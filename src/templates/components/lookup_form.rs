use maud::{html, Markup};

/// Phone search form. Submits only `phone`, so every search starts from a
/// clean view state. `hx-sync` drops an in-flight search when a newer one
/// is submitted.
pub fn lookup_form(phone: &str) -> Markup {
    html! {
        div class="lookup-form-wrapper" {
            form
                method="get"
                action="/orders"
                hx-get="/orders"
                hx-target="#lookup-result"
                hx-swap="innerHTML"
                hx-push-url="true"
                hx-sync="this:replace"
                hx-indicator=".spinner"
                class="lookup-form"
            {
                label class="sr-only" for="phone" { "Số điện thoại" }
                input
                    type="tel"
                    id="phone"
                    name="phone"
                    value=(phone)
                    placeholder="0912 345 678"
                    autocomplete="tel"
                    required;

                button type="submit" class="primary" {
                    span class="btn-text" { "Tra cứu" }
                    span class="spinner" aria-hidden="true" {}
                }

                p class="microcopy" {
                    "Nhập số điện thoại đã dùng khi đặt hàng (bắt đầu bằng 0 hoặc +84)."
                }
            }
        }
    }
}
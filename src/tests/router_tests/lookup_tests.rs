use crate::errors::ServerError;
use crate::router::handle;
use crate::tests::utils::{
    app_with, body_string, get, htmx_get, sample_shipments, shipment, FakeLookup,
};
use std::sync::atomic::Ordering;

const PHONE: &str = "0912345678";

/// The markup following `marker`, for checks scoped to one element.
fn after<'a>(body: &'a str, marker: &str, len: usize) -> &'a str {
    let start = body
        .find(marker)
        .unwrap_or_else(|| panic!("{marker} not found in body"));
    let end = (start + len).min(body.len());
    let end = (end..body.len())
        .find(|&i| body.is_char_boundary(i))
        .unwrap_or(body.len());
    &body[start..end]
}

fn position(body: &str, marker: &str) -> usize {
    body.find(marker)
        .unwrap_or_else(|| panic!("{marker} not found in body"))
}

#[test]
fn home_page_has_lookup_form() {
    let (app, _) = app_with(FakeLookup::NotFound);

    let resp = handle(get("/"), &app).expect("Handler failed");
    assert_eq!(resp.status(), 200);

    let body = body_string(resp);
    assert!(body.contains(r#"action="/orders""#));
    assert!(body.contains(r#"name="phone""#));
}

#[test]
fn htmx_script_is_pinned_by_integrity_hash() {
    use crate::templates::layouts::desktop::{HTMX_INTEGRITY, HTMX_SRC};

    let (app, _) = app_with(FakeLookup::NotFound);
    let body = body_string(handle(get("/"), &app).expect("Handler failed"));

    let script = after(&body, "<script", 300);
    assert!(script.contains(&format!(r#"src="{HTMX_SRC}""#)));
    assert!(script.contains(&format!(r#"integrity="{HTMX_INTEGRITY}""#)));
    assert!(script.contains(r#"crossorigin="anonymous""#));
}

#[test]
fn stylesheet_is_served() {
    let (app, _) = app_with(FakeLookup::NotFound);

    let resp = handle(get("/static/main.css"), &app).expect("Handler failed");
    assert_eq!(resp.status(), 200);
    assert_eq!(
        resp.headers().get("Content-Type").unwrap(),
        "text/css; charset=utf-8"
    );
    assert!(body_string(resp).contains(".timeline-step"));
}

#[test]
fn blank_lookup_renders_empty_form_without_calling_upstream() {
    let (app, lookup) = app_with(FakeLookup::Found(sample_shipments()));

    let resp = handle(get("/orders"), &app).expect("Handler failed");
    assert_eq!(resp.status(), 200);

    let body = body_string(resp);
    assert!(body.contains(r#"id="lookup-result""#));
    assert!(!body.contains("data-status"));
    assert_eq!(lookup.calls.load(Ordering::SeqCst), 0);
}

#[test]
fn invalid_phone_is_rejected_before_lookup() {
    let (app, lookup) = app_with(FakeLookup::Found(sample_shipments()));

    let resp = handle(get("/orders?phone=12345"), &app).expect("Handler failed");
    assert_eq!(resp.status(), 400);

    let body = body_string(resp);
    assert!(body.contains("Số điện thoại không hợp lệ"));
    assert_eq!(lookup.calls.load(Ordering::SeqCst), 0);
}

#[test]
fn htmx_fragments_are_always_200() {
    let (app, _) = app_with(FakeLookup::Down);

    let resp = handle(htmx_get("/orders?phone=12345"), &app).expect("Handler failed");
    assert_eq!(resp.status(), 200);
    let body = body_string(resp);
    assert!(!body.contains("<!DOCTYPE html>"));
    assert!(body.contains("Số điện thoại không hợp lệ"));

    let resp = handle(htmx_get(&format!("/orders?phone={PHONE}")), &app).expect("Handler failed");
    assert_eq!(resp.status(), 200);
    assert!(body_string(resp).contains("thử lại"));
}

#[test]
fn found_page_shows_counts_buckets_and_progress() {
    let (app, lookup) = app_with(FakeLookup::Found(sample_shipments()));

    let resp = handle(get(&format!("/orders?phone={PHONE}")), &app).expect("Handler failed");
    assert_eq!(resp.status(), 200);
    assert_eq!(lookup.calls.load(Ordering::SeqCst), 1, "one upstream call per search");

    let body = body_string(resp);
    assert!(body.starts_with("<!DOCTYPE html>"));

    // Summary; the unknown-status order is mentioned but not counted.
    assert!(body.contains("<strong>6</strong>"));
    assert!(body.contains("(1 đơn chưa xác định trạng thái)"));

    // Two raw statuses collapse into one timeline group.
    assert!(after(&body, r#"data-group="DA_MUA_GROUP""#, 600).contains(r#"step-count">2<"#));
    assert!(after(&body, r#"data-group="DA_GIAO""#, 600).contains(r#"step-count">1<"#));
    assert!(after(&body, r#"data-group="DANG_GIAO""#, 200).contains(r#"step-count">0<"#));
    assert!(body.contains(r#"data-group="DA_HUY""#));

    // ...but keep their own percentages.
    assert!(body.contains(r#"aria-valuenow="25""#));
    assert!(body.contains(r#"aria-valuenow="38""#));
    assert!(body.contains(r#"aria-valuenow="100""#));

    // Buckets: most advanced first, rank-0 ties in first-seen order.
    let order = [
        r#"data-status="DA_GIAO""#,
        r#"data-status="DAU_GIA_THANH_CONG""#,
        r#"data-status="DA_MUA""#,
        r#"data-status="CHO_MUA""#,
        r#"data-status="DA_HUY""#,
        r#"data-status="UNKNOWN_CODE""#,
    ];
    let positions: Vec<usize> = order.iter().map(|m| position(&body, m)).collect();
    assert!(positions.windows(2).all(|w| w[0] < w[1]), "{positions:?}");

    // Unknown status falls back to its raw code as label.
    assert!(body.contains("<td>UNKNOWN_CODE</td>"));

    // Nothing expanded on a fresh lookup.
    assert!(!body.contains("Nồi chiên không dầu"));
}

#[test]
fn cancelled_filter_shows_only_cancelled_orders() {
    let (app, _) = app_with(FakeLookup::Found(sample_shipments()));

    let resp = handle(get(&format!("/orders?phone={PHONE}&group=DA_HUY")), &app).expect("Handler failed");
    let body = body_string(resp);

    assert!(body.contains(r#"data-status="DA_HUY""#));
    assert!(!body.contains(r#"data-status="DA_GIAO""#));
    assert!(!body.contains(r#"data-status="UNKNOWN_CODE""#));
    assert!(!body.contains(r#"data-order="ORD-2""#));

    // The timeline still reflects the whole lookup.
    assert!(after(&body, r#"data-group="DA_GIAO""#, 600).contains(r#"step-count">1<"#));
    assert!(body.contains(r#"class="timeline-step active selected" data-group="DA_HUY""#));
}

#[test]
fn group_filter_keeps_both_raw_statuses_of_a_shared_group() {
    let (app, _) = app_with(FakeLookup::Found(sample_shipments()));

    let resp = handle(
        get(&format!("/orders?phone={PHONE}&group=DA_MUA_GROUP")),
        &app,
    )
    .expect("Handler failed");
    let body = body_string(resp);

    assert!(body.contains(r#"data-status="DA_MUA""#));
    assert!(body.contains(r#"data-status="DAU_GIA_THANH_CONG""#));
    assert!(!body.contains(r#"data-status="CHO_MUA""#));

    // Clicking the selected group again clears the filter.
    assert!(body.contains(&format!(r#"href="/orders?phone={PHONE}""#)));
}

#[test]
fn unknown_group_in_url_is_ignored() {
    let (app, _) = app_with(FakeLookup::Found(sample_shipments()));

    let resp = handle(get(&format!("/orders?phone={PHONE}&group=NOPE")), &app).expect("Handler failed");
    let body = body_string(resp);

    assert!(body.contains(r#"data-status="DA_GIAO""#));
    assert!(body.contains(r#"data-status="CHO_MUA""#));
    assert!(!body.contains("selected"));
}

#[test]
fn expanded_orders_show_products() {
    let (app, _) = app_with(FakeLookup::Found(sample_shipments()));

    let resp = handle(
        get(&format!("/orders?phone={PHONE}&expanded=ORD-1&expanded=ORD-3")),
        &app,
    )
    .expect("Handler failed");
    let body = body_string(resp);

    assert!(body.contains("Nồi chiên không dầu"));
    assert!(body.contains("Không có sản phẩm."));
    assert!(!body.contains("Máy lọc nước"), "ORD-2 is collapsed");
    assert!(body.contains("Ẩn sản phẩm"));
}

#[test]
fn international_prefix_round_trips_in_links() {
    let (app, lookup) = app_with(FakeLookup::Found(sample_shipments()));

    let resp = handle(get("/orders?phone=%2B84912345678"), &app).expect("Handler failed");
    assert_eq!(resp.status(), 200);
    assert_eq!(lookup.calls.load(Ordering::SeqCst), 1);

    let body = body_string(resp);
    assert!(body.contains("phone=%2B84912345678"));
}

#[test]
fn not_found_is_a_normal_page() {
    let (app, lookup) = app_with(FakeLookup::NotFound);

    let resp = handle(get(&format!("/orders?phone={PHONE}")), &app).expect("Handler failed");
    assert_eq!(resp.status(), 200);
    assert_eq!(lookup.calls.load(Ordering::SeqCst), 1);

    let body = body_string(resp);
    assert!(body.contains("Không tìm thấy đơn hàng"));
    assert!(!body.contains("data-group"));
}

#[test]
fn upstream_failure_shows_retry_message() {
    let (app, _) = app_with(FakeLookup::Down);

    let resp = handle(get(&format!("/orders?phone={PHONE}")), &app).expect("Handler failed");
    assert_eq!(resp.status(), 502);

    let body = body_string(resp);
    assert!(body.contains("Vui lòng thử lại"));
    assert!(!body.contains("connection refused"), "transport details stay in logs");
}

#[test]
fn unknown_routes_are_not_found() {
    let (app, _) = app_with(FakeLookup::NotFound);

    assert!(matches!(handle(get("/nope"), &app), Err(ServerError::NotFound)));

    let resp = crate::responses::error_to_response(ServerError::NotFound);
    assert_eq!(resp.status(), 404);
    assert!(body_string(resp).contains("Error 404"));
}

#[test]
fn product_links_only_render_for_web_urls() {
    let mut order = shipment("X1", "DA_GIAO", &["Evil", "Kính"]);
    order.products[0].product_link = Some("javascript:alert(document.cookie)".to_string());
    order.products[1].product_link = Some("https://shop.example.com/kinh".to_string());
    let (app, _) = app_with(FakeLookup::Found(vec![order]));

    let resp = handle(get(&format!("/orders?phone={PHONE}&expanded=X1")), &app)
        .expect("Handler failed");
    let body = body_string(resp);

    assert!(!body.contains(r#"href="javascript:"#));
    assert!(body.contains("<li>Evil</li>"));
    assert!(body.contains(r#"href="https://shop.example.com/kinh""#));
}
◇ ◇ ◇ ◇ ◇
:: Task instructions ::
Pull every line containing "marker" out of the data above.

:: Written answer ::
/// The markup following `marker`, for checks scoped to one element.
fn after<'a>(body: &'a str, marker: &str, len: usize) -> &'a str {
        .find(marker)
        .unwrap_or_else(|| panic!("{marker} not found in body"));
fn position(body: &str, marker: &str) -> usize {
    body.find(marker)
        .unwrap_or_else(|| panic!("{marker} not found in body"))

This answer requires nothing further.